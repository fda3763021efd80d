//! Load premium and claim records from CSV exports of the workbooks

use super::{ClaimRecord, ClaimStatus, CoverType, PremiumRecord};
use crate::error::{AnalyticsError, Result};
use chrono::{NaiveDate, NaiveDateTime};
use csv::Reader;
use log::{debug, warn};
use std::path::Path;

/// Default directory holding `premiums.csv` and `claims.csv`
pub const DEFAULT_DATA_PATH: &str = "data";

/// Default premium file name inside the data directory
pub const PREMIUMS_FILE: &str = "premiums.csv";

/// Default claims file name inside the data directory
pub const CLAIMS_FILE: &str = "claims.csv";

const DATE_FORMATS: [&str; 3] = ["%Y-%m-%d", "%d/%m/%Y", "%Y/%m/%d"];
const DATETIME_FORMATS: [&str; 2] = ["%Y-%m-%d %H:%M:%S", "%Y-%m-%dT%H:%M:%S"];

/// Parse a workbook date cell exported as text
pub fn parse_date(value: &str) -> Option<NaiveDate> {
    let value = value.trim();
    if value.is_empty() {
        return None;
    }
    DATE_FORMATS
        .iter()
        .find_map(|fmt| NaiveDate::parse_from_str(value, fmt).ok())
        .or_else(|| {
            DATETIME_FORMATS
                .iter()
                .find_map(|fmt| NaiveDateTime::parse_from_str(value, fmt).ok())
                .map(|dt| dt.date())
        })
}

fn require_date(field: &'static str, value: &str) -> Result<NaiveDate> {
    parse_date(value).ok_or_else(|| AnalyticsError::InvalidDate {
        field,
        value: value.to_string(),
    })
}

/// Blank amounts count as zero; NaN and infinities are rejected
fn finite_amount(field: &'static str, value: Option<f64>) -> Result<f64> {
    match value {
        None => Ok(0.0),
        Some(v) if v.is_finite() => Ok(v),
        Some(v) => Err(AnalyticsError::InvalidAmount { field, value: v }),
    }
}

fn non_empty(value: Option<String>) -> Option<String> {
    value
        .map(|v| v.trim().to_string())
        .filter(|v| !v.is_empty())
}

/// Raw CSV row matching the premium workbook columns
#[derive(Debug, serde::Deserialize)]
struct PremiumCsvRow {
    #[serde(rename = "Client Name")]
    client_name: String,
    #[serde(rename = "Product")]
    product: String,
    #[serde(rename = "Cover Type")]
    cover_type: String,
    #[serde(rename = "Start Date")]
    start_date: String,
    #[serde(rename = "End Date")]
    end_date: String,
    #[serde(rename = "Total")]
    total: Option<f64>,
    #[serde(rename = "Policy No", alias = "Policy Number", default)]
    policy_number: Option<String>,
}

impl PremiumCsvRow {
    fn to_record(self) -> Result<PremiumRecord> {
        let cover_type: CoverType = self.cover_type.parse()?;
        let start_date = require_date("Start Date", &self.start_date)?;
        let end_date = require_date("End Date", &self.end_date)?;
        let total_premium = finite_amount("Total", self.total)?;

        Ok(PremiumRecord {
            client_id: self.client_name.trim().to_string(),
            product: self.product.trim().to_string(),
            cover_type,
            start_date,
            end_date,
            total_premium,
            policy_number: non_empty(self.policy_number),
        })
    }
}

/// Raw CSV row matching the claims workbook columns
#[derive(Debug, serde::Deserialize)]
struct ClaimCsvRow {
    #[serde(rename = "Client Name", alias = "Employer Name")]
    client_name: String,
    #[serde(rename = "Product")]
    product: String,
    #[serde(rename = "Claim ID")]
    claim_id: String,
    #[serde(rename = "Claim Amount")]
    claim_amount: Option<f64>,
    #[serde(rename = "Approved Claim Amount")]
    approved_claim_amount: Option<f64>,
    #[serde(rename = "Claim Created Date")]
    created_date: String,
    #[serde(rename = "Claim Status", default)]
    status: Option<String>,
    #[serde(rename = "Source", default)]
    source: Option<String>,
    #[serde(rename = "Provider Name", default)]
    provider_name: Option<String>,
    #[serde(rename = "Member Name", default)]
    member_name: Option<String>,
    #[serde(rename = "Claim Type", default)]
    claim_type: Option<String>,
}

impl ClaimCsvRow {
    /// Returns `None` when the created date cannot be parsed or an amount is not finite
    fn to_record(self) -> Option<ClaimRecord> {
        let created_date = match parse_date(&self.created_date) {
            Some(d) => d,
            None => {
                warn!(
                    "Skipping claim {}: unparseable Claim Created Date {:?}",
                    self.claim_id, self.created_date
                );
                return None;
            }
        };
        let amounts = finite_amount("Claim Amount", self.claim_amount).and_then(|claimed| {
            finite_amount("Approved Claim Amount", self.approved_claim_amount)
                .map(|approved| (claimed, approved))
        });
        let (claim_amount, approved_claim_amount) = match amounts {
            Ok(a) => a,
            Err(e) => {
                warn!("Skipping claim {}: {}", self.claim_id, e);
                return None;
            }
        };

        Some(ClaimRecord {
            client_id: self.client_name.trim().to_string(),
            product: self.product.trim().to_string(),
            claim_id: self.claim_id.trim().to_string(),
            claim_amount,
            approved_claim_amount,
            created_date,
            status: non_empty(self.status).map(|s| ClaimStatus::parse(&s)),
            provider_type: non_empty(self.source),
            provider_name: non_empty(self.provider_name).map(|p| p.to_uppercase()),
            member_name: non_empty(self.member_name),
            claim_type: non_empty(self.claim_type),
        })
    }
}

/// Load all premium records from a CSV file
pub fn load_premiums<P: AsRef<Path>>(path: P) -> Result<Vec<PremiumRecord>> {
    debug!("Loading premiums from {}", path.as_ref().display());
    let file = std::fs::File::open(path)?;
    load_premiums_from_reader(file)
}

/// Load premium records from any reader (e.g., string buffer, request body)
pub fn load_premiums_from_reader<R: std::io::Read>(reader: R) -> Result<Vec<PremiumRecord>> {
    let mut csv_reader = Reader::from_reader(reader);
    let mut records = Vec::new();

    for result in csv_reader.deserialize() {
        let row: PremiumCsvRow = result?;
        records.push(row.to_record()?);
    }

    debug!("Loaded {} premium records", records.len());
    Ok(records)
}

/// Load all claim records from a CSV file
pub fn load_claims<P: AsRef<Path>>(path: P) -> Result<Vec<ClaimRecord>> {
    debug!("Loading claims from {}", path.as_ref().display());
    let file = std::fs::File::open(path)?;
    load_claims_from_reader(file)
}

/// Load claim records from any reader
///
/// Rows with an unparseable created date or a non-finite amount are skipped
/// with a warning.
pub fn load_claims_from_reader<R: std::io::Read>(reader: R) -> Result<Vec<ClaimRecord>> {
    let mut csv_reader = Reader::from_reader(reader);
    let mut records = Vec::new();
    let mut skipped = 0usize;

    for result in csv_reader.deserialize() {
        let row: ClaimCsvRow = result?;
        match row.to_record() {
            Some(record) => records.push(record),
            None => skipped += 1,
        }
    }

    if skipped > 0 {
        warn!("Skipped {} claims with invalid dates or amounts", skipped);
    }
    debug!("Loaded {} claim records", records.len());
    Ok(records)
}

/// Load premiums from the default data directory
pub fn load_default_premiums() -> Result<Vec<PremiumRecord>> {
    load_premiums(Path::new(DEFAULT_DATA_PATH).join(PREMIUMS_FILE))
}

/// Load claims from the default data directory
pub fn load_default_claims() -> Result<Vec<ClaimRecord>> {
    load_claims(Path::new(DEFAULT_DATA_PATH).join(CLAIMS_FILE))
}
# # # # #
▶ **Task details**:
Your task is to quote, without any alteration, the lines running from the top of the records to the line that holds "let value = value.trim();", both included.

▶ **Solution to the problem**:
repository fda3763021efd80d
//! Load premium and claim records from CSV exports of the workbooks

use super::{ClaimRecord, ClaimStatus, CoverType, PremiumRecord};
use crate::error::{AnalyticsError, Result};
use chrono::{NaiveDate, NaiveDateTime};
use csv::Reader;
use log::{debug, warn};
use std::path::Path;

/// Default directory holding `premiums.csv` and `claims.csv`
pub const DEFAULT_DATA_PATH: &str = "data";

/// Default premium file name inside the data directory
pub const PREMIUMS_FILE: &str = "premiums.csv";

/// Default claims file name inside the data directory
pub const CLAIMS_FILE: &str = "claims.csv";

const DATE_FORMATS: [&str; 3] = ["%Y-%m-%d", "%d/%m/%Y", "%Y/%m/%d"];
const DATETIME_FORMATS: [&str; 2] = ["%Y-%m-%d %H:%M:%S", "%Y-%m-%dT%H:%M:%S"];

/// Parse a workbook date cell exported as text
pub fn parse_date(value: &str) -> Option<NaiveDate> {
    let value = value.trim();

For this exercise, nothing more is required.